Mein Herz juchzt über die typischen Schwarzwaldhäuser, die sich zwischen die Hügel in enge Mulden ducken und Ziegen, die sich am steilen Hang die Sonne auf den Pelz brennen lassen. So ein intensiver Duft von Gras und frischem Heu, gemischt mit Waldboden und Fichtennadeln. Freie Fahrt auf gewundenen Sträßchen zwischen glücklichen Kühen und Pferden, die auf saftiggrünen und gelb blühenden Wiesen weiden. Gelegentlich dringt sogar das Läuten der Kuhglocken  durch Helm und Wind bis an mein Ohr. Das ist das, was das Motorradfahren ausmacht!
Um die Mittagszeit bläst uns ein heißer Wind entgegen, das Tal hinauf, böig und stürmisch. Wir kommen wieder in bergigere Gegenden und nach einiger Zeit scheint sich etwas zusammen zu brauen. Undurchsichtig trüb sieht die Landschaft aus, die ich jetzt von oben betrachten kann. Da fahen wir hinunter. Oder besser - wir schleichen hinunter, denn am Beginn einer unendlich langen Schlange zockelt ein Traktor mit großem Heuanhänger durch die engen Serpentingen. Das ist schade für den Fahrspaß! Aber die Belohnung bekommen wir im Tal - die dunklen Wolken, die uns bedroht haben, sind wohl schon abgeregnet. Die Straße ist naß aber wir bleiben trocken! Die Temperaturen schwanken heute zwischen 23 und 33 Grad.

Am späten Nachmittag, in der Nähe von Lausanne, mag ich nicht mehr. Müdigkeit und Hunger breiten sich aus.

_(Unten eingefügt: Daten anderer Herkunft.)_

pub mod charset;
pub mod config;
pub mod date;
pub mod event;
pub mod eventkind;
pub mod eventprinter;
pub mod export;
pub mod filter;
pub mod fs;
pub mod gift;
pub mod jsonl;
pub mod listprinter;
pub mod method;
pub mod relation;
pub mod side;
pub mod sort;
pub mod stamp;
pub mod store;
pub mod summary;
pub mod summaryprinter;
pub mod util;
pub mod validate;
pub mod viewstate;
pub mod won;

pub use charset::Charset;
pub use config::Config;
pub use date::Date;
pub use event::Event;
pub use event::EventDraft;
pub use event::EventId;
pub use eventkind::EventKind;
pub use filter::Filter;
pub use fs::Fs;
pub use gift::GiftDraft;
pub use gift::GiftId;
pub use gift::GiftPatch;
pub use gift::GiftRecord;
pub use method::Method;
pub use relation::Relation;
pub use side::Side;
pub use sort::Sort;
pub use sort::SortKey;
pub use sort::SortOrder;
pub use stamp::Timestamp;
pub use store::Store;
pub use summary::Summary;
pub use viewstate::ViewState;
pub use won::Won;

pub type Eventlist = jsonl::Jsonl<Event>;
pub type Giftlist = jsonl::Jsonl<GiftRecord>;
/// Relationship between the user and a guest.
#[derive(
    Debug,
    Clone,
    Copy,
    PartialEq,
    Eq,
    Hash,
    PartialOrd,
    Ord,
    serde::Serialize,
    serde::Deserialize,
    strum::EnumString,
    strum::Display,
    strum::AsRefStr,
    strum::VariantNames,
)]
#[serde(rename_all = "lowercase")]
#[strum(ascii_case_insensitive, serialize_all = "lowercase")]
pub enum Relation {
    Friend,
    Company,
    Family,
    Acquaintance,
    Neighbor,
    Other,
}

impl Relation {
    pub fn label(self) -> &'static str {
        match self {
            Relation::Friend => "친구",
            Relation::Company => "회사",
            Relation::Family => "가족",
            Relation::Acquaintance => "지인",
            Relation::Neighbor => "이웃",
            Relation::Other => "기타",
        }
    }
}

Leider habe ich auf den kleinen Sträßchen keinerlei Einkaufsmöglichkeit gefunden, so dass ich mit meinem Vorrat vorlieb nehmen muss. Allerdings bin ich viel zu faul zum kochen - so besteht das Essen aus einer halben Tasse kaltem Müsli und ein paar Erdnüssen. Der ausgeschilderte Campingplatz war unauffindbar, ansonsten hatte ich noch kein schönes Plätzchen entdeckt. Dort, wo der Platz sein sollte, verläuft ein mickriges Sträßchen am Seeufer. Ein paar Boote liegen am Strand oder im Wasser, 2 Bänke laden zum verweilen ein. Wenige Fußgänger oder Radfahrer passieren gelegentlich. Ein älterer Mann kümmert sich nebenan um sein Boot. Er meint, etwas weiter gäbe es einen Brunnen mit gutem Trinkwasser und auf der gegenüberliegenden Seite des Sees sei ein "richtiger" Campingplatz. Aber will ich das? Hier ist es doch so schön! Dem Mann ist es egal, wenn ich hier übernachte - also werde ich das vielleicht tun.

Da sitze ich also nun am Ufer des Lac de Joux und versuche im Gegenlicht etwas im Computer zustande zu bekommen.